Posted: February 18, 2017 at 4:17 am

AI may still seem like a far-flung concept, but in cybersecurity its already a reality.

Rather than focus on attack signatures, these AI solutions look for anomalous network behavior, flagging when a machine goes rogue or if user activity or traffic patterns appear unusual. A really simple example is someone with high privilege who attempts to get onto a system at a time of day or night that they never normally log in and potentially from a geolocation or a machine that they don't log in from, said Kelley.

Another example would be a really rapid transfer of a lot of data, especially if that data consists of the corporate crown jewels.

Such red-flags allow admins to quickly catch high-priority malware infections and network compromises before they can cause irreparable damage.

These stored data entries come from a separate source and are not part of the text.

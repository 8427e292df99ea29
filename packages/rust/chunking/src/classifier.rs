//! Document type detection from file name and body keywords.

use docingest_shared::{AppConfig, DocumentType};
use tracing::debug;

use crate::keywords::KeywordTable;

/// Picks a [`DocumentType`] for a document.
///
/// Precedence, first match wins:
/// 1. file-name hints, case-insensitive;
/// 2. body keywords, case-sensitive, in table order;
/// 3. [`DocumentType::Unknown`].
#[derive(Debug, Clone)]
pub struct DocumentTypeClassifier {
    filename_hints: KeywordTable<DocumentType>,
    content: KeywordTable<DocumentType>,
}

impl DocumentTypeClassifier {
    pub fn new(
        filename_hints: KeywordTable<DocumentType>,
        content: KeywordTable<DocumentType>,
    ) -> Self {
        Self {
            filename_hints,
            content,
        }
    }

    pub fn from_config(config: &AppConfig) -> Self {
        Self::new(
            config.classifier.filename_hints.clone().into(),
            config.classifier.content.clone().into(),
        )
    }

    pub fn classify(&self, content: &str, file_name: &str) -> DocumentType {
        if let Some(doc_type) = self.filename_hints.first_match_ci(file_name) {
            debug!(file_name, %doc_type, "classified by file name");
            return doc_type;
        }

        // No casing or width normalization on the body; keywords must be
        // authored in the casing the documents use.
        match self.content.first_match(content) {
            Some(doc_type) => {
                debug!(file_name, %doc_type, "classified by content keywords");
                doc_type
            }
            None => DocumentType::Unknown,
        }
    }
}

impl Default for DocumentTypeClassifier {
    fn default() -> Self {
        Self::from_config(&AppConfig::default())
    }
}
//! Trigger condition extraction for reflex rules.

use docingest_shared::{AppConfig, TriggerCondition};

use crate::keywords::KeywordTable;

/// Tags a rule's text with the kind of engineering change it reacts to.
#[derive(Debug, Clone)]
pub struct TriggerExtractor {
    table: KeywordTable<TriggerCondition>,
}

impl TriggerExtractor {
    pub fn new(table: KeywordTable<TriggerCondition>) -> Self {
        Self { table }
    }

    pub fn from_config(config: &AppConfig) -> Self {
        Self::new(config.triggers.clone().into())
    }

    /// First matching keyword group wins; no match is [`TriggerCondition::Unknown`].
    pub fn extract(&self, rule_text: &str) -> TriggerCondition {
        self.table.first_match(rule_text).unwrap_or_default()
    }
}

impl Default for TriggerExtractor {
    fn default() -> Self {
        Self::from_config(&AppConfig::default())
    }
}
//! Object-store notification documents.
//!
//! An S3-style event carries a `Records` array; each record names the bucket
//! and the key of an object that was just written. Keys are taken verbatim.

use serde::Deserialize;
use serde_json::Value;
use tracing::warn;

use docingest_shared::{DocIngestError, Result};

/// One object named by an event record.
#[derive(Debug, Clone, PartialEq, Eq)]
pub struct ObjectRef {
    pub bucket: String,
    pub key: String,
    pub size: u64,
}

/// A record that could not be read as an [`ObjectRef`].
#[derive(Debug, Clone, PartialEq, Eq)]
pub struct RejectedRecord {
    /// Position in the `Records` array.
    pub index: usize,
    pub error: String,
}

/// The records of one event, split into usable objects and rejects.
#[derive(Debug, Clone, Default, PartialEq, Eq)]
pub struct EventRecords {
    pub objects: Vec<ObjectRef>,
    pub rejected: Vec<RejectedRecord>,
}

#[derive(Deserialize)]
struct EventDocument {
    #[serde(rename = "Records", default)]
    records: Vec<Value>,
}

#[derive(Deserialize)]
struct RecordBody {
    s3: S3Entity,
}

#[derive(Deserialize)]
struct S3Entity {
    bucket: BucketEntity,
    object: ObjectEntity,
}

#[derive(Deserialize)]
struct BucketEntity {
    name: String,
}

#[derive(Deserialize)]
struct ObjectEntity {
    key: String,
    #[serde(default)]
    size: u64,
}

/// Parse a notification document.
///
/// The document itself must be a JSON object; a missing `Records` array means
/// no objects. A malformed record is rejected on its own and does not affect
/// its siblings.
pub fn parse_event(json: &str) -> Result<EventRecords> {
    let document: EventDocument = serde_json::from_str(json)
        .map_err(|e| DocIngestError::validation(format!("invalid event document: {e}")))?;

    let mut parsed = EventRecords::default();
    for (index, record) in document.records.into_iter().enumerate() {
        match serde_json::from_value::<RecordBody>(record) {
            Ok(body) => parsed.objects.push(ObjectRef {
                bucket: body.s3.bucket.name,
                key: body.s3.object.key,
                size: body.s3.object.size,
            }),
            Err(e) => {
                warn!(index, error = %e, "skipping malformed event record");
                parsed.rejected.push(RejectedRecord {
                    index,
                    error: e.to_string(),
                });
            }
        }
    }
    Ok(parsed)
}

#[cfg(test)]
mod tests {
    use super::*;

    #[test]
    fn parses_records_in_order() {
        let json = r#"{
          "Records": [
            {"eventName": "ObjectCreated:Put",
             "s3": {"bucket": {"name": "docs"}, "object": {"key": "protected/plan/a.md", "size": 120}}},
            {"s3": {"bucket": {"name": "docs"}, "object": {"key": "protected/bom/b.md", "size": 7}}}
          ]
        }"#;

        let parsed = parse_event(json).unwrap();
        assert!(parsed.rejected.is_empty());
        assert_eq!(
            parsed.objects,
            vec![
                ObjectRef {
                    bucket: "docs".into(),
                    key: "protected/plan/a.md".into(),
                    size: 120
                },
                ObjectRef {
                    bucket: "docs".into(),
                    key: "protected/bom/b.md".into(),
                    size: 7
                },
            ]
        );
    }

    #[test]
    fn missing_records_is_empty() {
        assert_eq!(parse_event("{}").unwrap(), EventRecords::default());
    }

    #[test]
    fn keys_are_not_url_decoded() {
        let json = r#"{"Records":[{"s3":{"bucket":{"name":"b"},"object":{"key":"a+b%20c.md"}}}]}"#;
        let parsed = parse_event(json).unwrap();
        assert_eq!(parsed.objects[0].key, "a+b%20c.md");
        assert_eq!(parsed.objects[0].size, 0);
    }

    #[test]
    fn malformed_record_is_isolated() {
        let json = r#"{"Records":[
            {"s3":{"bucket":{"name":"b"}}},
            {"s3":{"bucket":{"name":"b"},"object":{"key":"ok.md","size":1}}}
        ]}"#;
        let parsed = parse_event(json).unwrap();
        assert_eq!(parsed.objects.len(), 1);
        assert_eq!(parsed.objects[0].key, "ok.md");
        assert_eq!(parsed.rejected.len(), 1);
        assert_eq!(parsed.rejected[0].index, 0);
    }

    #[test]
    fn invalid_document_is_validation_error() {
        let err = parse_event("not json").unwrap_err();
        assert!(matches!(err, DocIngestError::Validation { .. }));
        assert!(parse_event("\"text\"").is_err());
    }
}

IBM calls this kind of machine learning cognitive with a little c' which the company was already practicing prior to Watson. Despite its diminutive designation, little c can have some big benefits for one's network.

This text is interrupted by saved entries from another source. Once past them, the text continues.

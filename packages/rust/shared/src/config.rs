//! Application configuration for docingest.
//!
//! User config lives at `~/.docingest/docingest.toml`.
//! CLI flags override config file values, which override defaults.
//!
//! Besides the usual knobs, the config carries every keyword table the
//! chunking engine matches against. Tables are ordered: the first group that
//! matches wins, so reordering groups changes classification.

use std::path::{Path, PathBuf};

use serde::{Deserialize, Serialize};

use crate::error::{DocIngestError, Result};
use crate::types::{DocumentType, KeywordGroup, SectionType, TriggerCondition};

/// Default configuration file name.
const CONFIG_FILE_NAME: &str = "docingest.toml";

/// Default config directory name under the user's home.
const CONFIG_DIR_NAME: &str = ".docingest";

// ---------------------------------------------------------------------------
// Config structs (matching docingest.toml schema)
// ---------------------------------------------------------------------------

/// Top-level application config, deserialized from TOML.
#[derive(Debug, Clone, Serialize, Deserialize)]
pub struct AppConfig {
    /// Global defaults.
    #[serde(default)]
    pub defaults: DefaultsConfig,

    /// Chunk size budgets.
    #[serde(default)]
    pub chunking: ChunkingConfig,

    /// Document type detection tables.
    #[serde(default)]
    pub classifier: ClassifierConfig,

    /// Heading keywords → section type, in priority order.
    #[serde(default = "default_section_keywords")]
    pub sections: Vec<KeywordGroup<SectionType>>,

    /// Rule keywords → trigger condition, in priority order.
    #[serde(default = "default_trigger_keywords")]
    pub triggers: Vec<KeywordGroup<TriggerCondition>>,
}

impl Default for AppConfig {
    fn default() -> Self {
        Self {
            defaults: DefaultsConfig::default(),
            chunking: ChunkingConfig::default(),
            classifier: ClassifierConfig::default(),
            sections: default_section_keywords(),
            triggers: default_trigger_keywords(),
        }
    }
}

/// `[defaults]` section.
#[derive(Debug, Clone, Serialize, Deserialize)]
pub struct DefaultsConfig {
    /// Root directory of the local object store.
    #[serde(default = "default_store_root")]
    pub store_root: String,

    /// Maximum documents processed at once during batch ingest.
    #[serde(default = "default_concurrency")]
    pub concurrency: u32,

    /// Replaces the trailing `.md` of a source key to name its chunk file.
    #[serde(default = "default_output_suffix")]
    pub output_suffix: String,
}

impl Default for DefaultsConfig {
    fn default() -> Self {
        Self {
            store_root: default_store_root(),
            concurrency: default_concurrency(),
            output_suffix: default_output_suffix(),
        }
    }
}

fn default_store_root() -> String {
    ".".into()
}
fn default_concurrency() -> u32 {
    4
}
fn default_output_suffix() -> String {
    "_chunks.json".into()
}

/// `[chunking]` section.
#[derive(Debug, Clone, Copy, Serialize, Deserialize)]
pub struct ChunkingConfig {
    /// Character budget after which heading/section accumulators force a flush.
    #[serde(default = "default_max_chunk_chars")]
    pub max_chunk_chars: usize,

    /// A rule buffer is emitted only when its trimmed length exceeds this.
    #[serde(default = "default_min_rule_chars")]
    pub min_rule_chars: usize,
}

impl Default for ChunkingConfig {
    fn default() -> Self {
        Self {
            max_chunk_chars: default_max_chunk_chars(),
            min_rule_chars: default_min_rule_chars(),
        }
    }
}

// ~1000 tokens.
fn default_max_chunk_chars() -> usize {
    4000
}
fn default_min_rule_chars() -> usize {
    10
}

/// `[classifier]` section.
#[derive(Debug, Clone, Serialize, Deserialize)]
pub struct ClassifierConfig {
    /// Matched case-insensitively against the file name, before content.
    #[serde(default = "default_filename_hints")]
    pub filename_hints: Vec<KeywordGroup<DocumentType>>,

    /// Matched case-sensitively against the document body.
    #[serde(default = "default_content_keywords")]
    pub content: Vec<KeywordGroup<DocumentType>>,
}

impl Default for ClassifierConfig {
    fn default() -> Self {
        Self {
            filename_hints: default_filename_hints(),
            content: default_content_keywords(),
        }
    }
}

fn default_filename_hints() -> Vec<KeywordGroup<DocumentType>> {
    vec![
        KeywordGroup::new(DocumentType::MerchandisePlan, &["merchandise", "商品計画"]),
        KeywordGroup::new(DocumentType::ProductPlan, &["product", "製品企画"]),
        KeywordGroup::new(DocumentType::CurrentBom, &["bom", "部品表"]),
    ]
}

fn default_content_keywords() -> Vec<KeywordGroup<DocumentType>> {
    vec![
        KeywordGroup::new(
            DocumentType::MerchandisePlan,
            &["商品計画", "市場ターゲット", "販売地域"],
        ),
        KeywordGroup::new(
            DocumentType::ProductPlan,
            &["製品企画", "車両諸元", "パワートレーン"],
        ),
        KeywordGroup::new(
            DocumentType::CurrentBom,
            &["部品表", "BOM", "部品番号", "GLMC"],
        ),
        KeywordGroup::new(
            DocumentType::Regulation,
            &["UN-R", "NCAP", "法規", "規則", "Article"],
        ),
        KeywordGroup::new(DocumentType::TechnicalPaper, &["論文", "技術資料", "学会"]),
        KeywordGroup::new(
            DocumentType::ReflexRules,
            &["脊髄反射", "対応リスト", "ルール", "Rule:"],
        ),
        KeywordGroup::new(
            DocumentType::CompetitorBenchmark,
            &["競合", "ベンチマーク", "他社"],
        ),
        KeywordGroup::new(
            DocumentType::PastDesignIntent,
            &["設計構想", "設計意図", "Design Intent"],
        ),
    ]
}

fn default_section_keywords() -> Vec<KeywordGroup<SectionType>> {
    vec![
        KeywordGroup::new(
            SectionType::MarketAnalysis,
            &["市場", "ターゲット", "マーケット"],
        ),
        KeywordGroup::new(
            SectionType::PerformanceTarget,
            &["性能", "目標", "諸元", "スペック"],
        ),
        KeywordGroup::new(SectionType::CostTarget, &["コスト", "価格", "原価"]),
        KeywordGroup::new(SectionType::SafetyRequirement, &["安全", "衝突", "NCAP"]),
    ]
}

fn default_trigger_keywords() -> Vec<KeywordGroup<TriggerCondition>> {
    vec![
        KeywordGroup::new(TriggerCondition::WeightChange, &["車両重量", "重量"]),
        KeywordGroup::new(TriggerCondition::PowerChange, &["出力", "パワー"]),
        KeywordGroup::new(TriggerCondition::MaterialChange, &["材料", "材質"]),
        KeywordGroup::new(TriggerCondition::SuspensionAdjustment, &["サスペンション"]),
    ]
}

impl AppConfig {
    /// Reject values the pipeline cannot run with.
    pub fn validate(&self) -> Result<()> {
        if self.chunking.max_chunk_chars == 0 {
            return Err(DocIngestError::config("chunking.max_chunk_chars must be positive"));
        }
        if self.defaults.concurrency == 0 {
            return Err(DocIngestError::config("defaults.concurrency must be positive"));
        }
        if self.defaults.output_suffix.is_empty() {
            return Err(DocIngestError::config("defaults.output_suffix must not be empty"));
        }

        check_groups("classifier.filename_hints", &self.classifier.filename_hints)?;
        check_groups("classifier.content", &self.classifier.content)?;
        check_groups("sections", &self.sections)?;
        check_groups("triggers", &self.triggers)?;
        Ok(())
    }
}

fn check_groups<T: std::fmt::Display>(table: &str, groups: &[KeywordGroup<T>]) -> Result<()> {
    for group in groups {
        if group.keywords.is_empty() || group.keywords.iter().any(String::is_empty) {
            return Err(DocIngestError::config(format!(
                "{table}: group '{}' needs at least one non-empty keyword",
                group.tag
            )));
        }
    }
    Ok(())
}

// ---------------------------------------------------------------------------
// Config loading
// ---------------------------------------------------------------------------

/// Get the path to the config directory (`~/.docingest/`).
pub fn config_dir() -> Result<PathBuf> {
    let home = dirs::home_dir()
        .ok_or_else(|| DocIngestError::config("could not determine home directory"))?;
    Ok(home.join(CONFIG_DIR_NAME))
}

/// Get the path to the config file (`~/.docingest/docingest.toml`).
pub fn config_file_path() -> Result<PathBuf> {
    Ok(config_dir()?.join(CONFIG_FILE_NAME))
}

/// Load the application config from disk. Returns defaults if the file does not exist.
pub fn load_config() -> Result<AppConfig> {
    let path = config_file_path()?;

    if !path.exists() {
        tracing::debug!(?path, "config file not found, using defaults");
        return Ok(AppConfig::default());
    }

    load_config_from(&path)
}

/// Load and validate the application config from a specific file path.
pub fn load_config_from(path: &Path) -> Result<AppConfig> {
    let content = std::fs::read_to_string(path).map_err(|e| DocIngestError::io(path, e))?;

    let config: AppConfig = toml::from_str(&content).map_err(|e| {
        DocIngestError::config(format!("failed to parse {}: {e}", path.display()))
    })?;
    config.validate()?;
    Ok(config)
}

/// Create the config directory and write a default config file.
/// Returns the path to the created file.
pub fn init_config() -> Result<PathBuf> {
    let dir = config_dir()?;
    std::fs::create_dir_all(&dir).map_err(|e| DocIngestError::io(&dir, e))?;

    let path = dir.join(CONFIG_FILE_NAME);
    let config = AppConfig::default();
    let content =
        toml::to_string_pretty(&config).map_err(|e| DocIngestError::config(e.to_string()))?;

    std::fs::write(&path, content).map_err(|e| DocIngestError::io(&path, e))?;
    tracing::info!(?path, "created default config file");

    Ok(path)
}

#[cfg(test)]
mod tests {
    use super::*;

    #[test]
    fn default_config_serializes() {
        let config = AppConfig::default();
        let toml_str = toml::to_string_pretty(&config).expect("serialize default config");
        assert!(toml_str.contains("max_chunk_chars"));
        assert!(toml_str.contains("current_bom"));
        assert!(toml_str.contains("サスペンション"));
    }

    #[test]
    fn config_roundtrip() {
        let config = AppConfig::default();
        let toml_str = toml::to_string_pretty(&config).expect("serialize");
        let parsed: AppConfig = toml::from_str(&toml_str).expect("deserialize");
        assert_eq!(parsed.chunking.max_chunk_chars, 4000);
        assert_eq!(parsed.chunking.min_rule_chars, 10);
        assert_eq!(parsed.classifier.content.len(), 8);
        assert_eq!(parsed.classifier.content[0].tag, DocumentType::MerchandisePlan);
        assert_eq!(parsed.triggers[3].tag, TriggerCondition::SuspensionAdjustment);
    }

    #[test]
    fn partial_config_keeps_default_tables() {
        let toml_str = r#"
[defaults]
store_root = "/srv/docs"

[chunking]
max_chunk_chars = 2000
"#;
        let config: AppConfig = toml::from_str(toml_str).expect("parse");
        assert_eq!(config.defaults.store_root, "/srv/docs");
        assert_eq!(config.defaults.concurrency, 4);
        assert_eq!(config.chunking.max_chunk_chars, 2000);
        assert_eq!(config.chunking.min_rule_chars, 10);
        assert_eq!(config.sections.len(), 4);
        assert_eq!(config.classifier.filename_hints.len(), 3);
    }

    #[test]
    fn custom_tables_replace_defaults() {
        let toml_str = r#"
[[sections]]
tag = "cost_target"
keywords = ["Cost"]

[[triggers]]
tag = "weight_change"
keywords = ["mass"]
"#;
        let config: AppConfig = toml::from_str(toml_str).expect("parse");
        assert_eq!(config.sections.len(), 1);
        assert_eq!(config.sections[0].tag, SectionType::CostTarget);
        assert_eq!(config.triggers[0].keywords, vec!["mass".to_string()]);
    }

    #[test]
    fn validation_rejects_zero_budget() {
        let mut config = AppConfig::default();
        config.chunking.max_chunk_chars = 0;
        let err = config.validate().unwrap_err();
        assert!(err.to_string().contains("max_chunk_chars"));
    }

    #[test]
    fn validation_rejects_empty_keyword_group() {
        let mut config = AppConfig::default();
        config.triggers.push(KeywordGroup {
            tag: TriggerCondition::PowerChange,
            keywords: vec![],
        });
        let err = config.validate().unwrap_err();
        assert!(err.to_string().contains("power_change"));
    }

    #[test]
    fn validation_rejects_empty_output_suffix() {
        let mut config = AppConfig::default();
        config.defaults.output_suffix = String::new();
        let err = config.validate().unwrap_err();
        assert!(matches!(err, DocIngestError::Config { .. }));
        assert!(err.to_string().contains("output_suffix"));
    }

    #[test]
    fn validation_rejects_zero_concurrency() {
        let mut config = AppConfig::default();
        config.defaults.concurrency = 0;
        let err = config.validate().unwrap_err();
        assert!(err.to_string().contains("concurrency"));
    }

    #[test]
    fn validation_rejects_blank_keyword() {
        let mut config = AppConfig::default();
        config.sections.push(KeywordGroup::new(SectionType::CostTarget, &[""]));
        let err = config.validate().unwrap_err();
        assert!(err.to_string().contains("sections"));
        assert!(err.to_string().contains("cost_target"));
    }

    #[test]
    fn default_config_is_valid() {
        AppConfig::default().validate().expect("defaults validate");
    }

    #[test]
    fn load_from_file_applies_overrides() {
        let dir = tempfile::tempdir().expect("tempdir");
        let path = dir.path().join(CONFIG_FILE_NAME);
        std::fs::write(&path, "[defaults]\nconcurrency = 8\noutput_suffix = \".json\"\n")
            .expect("write config");

        let config = load_config_from(&path).expect("load");
        assert_eq!(config.defaults.concurrency, 8);
        assert_eq!(config.defaults.output_suffix, ".json");
        assert_eq!(config.chunking.max_chunk_chars, 4000);
    }

    #[test]
    fn load_from_file_validates() {
        let dir = tempfile::tempdir().expect("tempdir");
        let path = dir.path().join(CONFIG_FILE_NAME);
        std::fs::write(&path, "[defaults]\nconcurrency = 0\n").expect("write config");

        let err = load_config_from(&path).unwrap_err();
        assert!(matches!(err, DocIngestError::Config { .. }));
        assert!(err.to_string().contains("concurrency"));
    }

    #[test]
    fn load_from_file_reports_parse_errors() {
        let dir = tempfile::tempdir().expect("tempdir");
        let path = dir.path().join(CONFIG_FILE_NAME);
        std::fs::write(&path, "[chunking]\nmax_chunk_chars = \"lots\"\n").expect("write config");

        let err = load_config_from(&path).unwrap_err();
        assert!(matches!(err, DocIngestError::Config { .. }));
        assert!(err.to_string().contains("failed to parse"));
    }

    #[test]
    fn load_from_missing_file_is_io_error() {
        let dir = tempfile::tempdir().expect("tempdir");
        let err = load_config_from(&dir.path().join("absent.toml")).unwrap_err();
        assert!(matches!(err, DocIngestError::Io { .. }));
    }
}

A network really in its simplest form, is a data set, one that changes with every millisecond, said Justin Fier, director of cyber intelligence and analysis at U.K.-based cybersecurity company Darktrace, whose network threat detection solution was created by mathematicians and machine-learning specialists from the University of Cambridge. With machine learning, we can analyze that data in a more efficient way.

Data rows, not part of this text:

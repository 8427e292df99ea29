//! Ordered keyword tables.

use docingest_shared::KeywordGroup;

/// An ordered list of `(tag, keywords)` groups.
///
/// Lookups return the tag of the *first* group containing any keyword that
/// occurs in the text, so group order is the tie-break.
#[derive(Debug, Clone, PartialEq, Eq)]
pub struct KeywordTable<T> {
    groups: Vec<KeywordGroup<T>>,
}

impl<T: Copy> KeywordTable<T> {
    pub fn new(groups: Vec<KeywordGroup<T>>) -> Self {
        Self { groups }
    }

    /// Case-sensitive substring match, first group wins.
    pub fn first_match(&self, text: &str) -> Option<T> {
        self.groups
            .iter()
            .find(|group| group.keywords.iter().any(|kw| text.contains(kw.as_str())))
            .map(|group| group.tag)
    }

    /// Like [`first_match`](Self::first_match) but lowercases both sides.
    pub fn first_match_ci(&self, text: &str) -> Option<T> {
        let text = text.to_lowercase();
        self.groups
            .iter()
            .find(|group| {
                group
                    .keywords
                    .iter()
                    .any(|kw| text.contains(kw.to_lowercase().as_str()))
            })
            .map(|group| group.tag)
    }
}

impl<T: Copy> From<Vec<KeywordGroup<T>>> for KeywordTable<T> {
    fn from(groups: Vec<KeywordGroup<T>>) -> Self {
        Self::new(groups)
    }
}
//! docingest CLI: document-type-aware Markdown chunking.
//!
//! Classifies normalized Markdown documents and splits them into chunk lists
//! ready for embedding, one JSON file per document.

mod commands;

use clap::Parser;
use color_eyre::eyre::Result;

use commands::Cli;

#[tokio::main]
async fn main() -> Result<()> {
    color_eyre::install()?;
    let cli = Cli::parse();
    commands::init_tracing(&cli);
    commands::run(cli).await
}
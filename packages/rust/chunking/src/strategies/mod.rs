//! Chunking strategies and the trait they share.
//!
//! Each strategy walks the whole document once, in order, and returns chunks
//! in document order. Line-oriented strategies are [`LineMachine`]s driven by
//! [`lines::run`], which guarantees the terminal flush.
//!
//! [`LineMachine`]: crate::lines::LineMachine
//! [`lines::run`]: crate::lines::run

mod article;
mod heading;
mod rule;
mod section;
mod table;

use std::fmt;

use docingest_shared::{Chunk, DocumentType};

pub use article::ArticleStrategy;
pub use heading::HeadingStrategy;
pub use rule::RuleStrategy;
pub use section::SectionStrategy;
pub use table::TableStrategy;

// ---------------------------------------------------------------------------
// Trait
// ---------------------------------------------------------------------------

/// Splits one document into chunks.
pub trait ChunkStrategy: Send + Sync {
    /// Chunk `content`, building ids and the `source` field from `source`.
    ///
    /// `doc_type` is the classifier's verdict; strategies dedicated to a
    /// single document type stamp their own type instead.
    fn chunk(&self, content: &str, source: &str, doc_type: DocumentType) -> Vec<Chunk>;

    fn kind(&self) -> StrategyKind;
}

// ---------------------------------------------------------------------------
// Kind
// ---------------------------------------------------------------------------

/// The closed set of strategies.
#[derive(Debug, Clone, Copy, PartialEq, Eq, Hash)]
pub enum StrategyKind {
    BySection,
    ByArticle,
    ByRule,
    ByTable,
    ByHeading,
}

impl StrategyKind {
    /// Static document type → strategy mapping. Anything without a dedicated
    /// strategy falls back to [`StrategyKind::ByHeading`].
    pub fn for_document(doc_type: DocumentType) -> Self {
        match doc_type {
            DocumentType::MerchandisePlan | DocumentType::ProductPlan => Self::BySection,
            DocumentType::Regulation => Self::ByArticle,
            DocumentType::ReflexRules => Self::ByRule,
            DocumentType::CurrentBom => Self::ByTable,
            DocumentType::TechnicalPaper
            | DocumentType::CompetitorBenchmark
            | DocumentType::PastDesignIntent
            | DocumentType::Unknown => Self::ByHeading,
        }
    }

    pub fn as_str(&self) -> &'static str {
        match self {
            Self::BySection => "by_section",
            Self::ByArticle => "by_article",
            Self::ByRule => "by_rule",
            Self::ByTable => "by_table",
            Self::ByHeading => "by_heading",
        }
    }
}

impl fmt::Display for StrategyKind {
    fn fmt(&self, f: &mut fmt::Formatter<'_>) -> fmt::Result {
        f.write_str(self.as_str())
    }
}

/// `<source>#<suffix>`
pub(crate) fn chunk_id(source: &str, suffix: impl fmt::Display) -> String {
    format!("{source}#{suffix}")
}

We're not looking for malicious behavior, we're looking for anomalous behavior, Fier continued, in an interview with SC Media. And that can sometimes turn into malicious behavior and intent, or it can turn into configuration errors or it could just be vulnerable protocols. But we're looking for the things that just stand out.

An advantage of these kinds of AI solutions is that they often run on unsupervised learning models meaning they do not need to be fed scores of data in advance to help its algorithms define what constitutes a true threat. Rather, they tend to self-learn through observation, making note of which machines are defying typical patterns a process that Fier said is the AI determining its own sense of self on the network.

While Fier said that basic compliance failures are the most commonly detected issue, he recalled one particular client that used biometric fingerprint scanners for security access, only to discover through anomaly detection that one of these devices had been connected to the Internet and subsequently breached.

To cover up his activity, the perpetrator modified and deleted various log files, but this unusual behavior was discovered as well. The solution even found irregularities in the network server that suggested the culprit moved fingerprint data from the biometric device to a company database, perhaps to establish an alibi. My belief is that somebody on the inside was probably getting get help from somebody on the outside, said Fier, noting that it was a significant find because insider threats are one of the hardest things to catch.

Another client, Catholic Charities of Santa Clara County, an affiliate of CatholicCharities USA that helps 54,000 local clients per year, used anomaly detection to thwart an attempted ransomware attack only weeks after commencing a test of the technology. The solution immediately flagged the event, after a receptionist opened a malicious email with a fake invoice attachment. I was able to respond right away, and disconnected the targeted device to prevent any further encryption or financial cost, saidWill Bailey, director of IT at the social services organization.

Little c's benefits extend beyond the network as well. Kelley cited the advent of application scanning tools that seek out problematic lines of code in websites and mobile software that could result in exploitation. And Fier noted a current Darktrace endeavor called Project Turing, whereby researchers are using AI to model how security analysts and investigators work in order to make their jobs more efficient.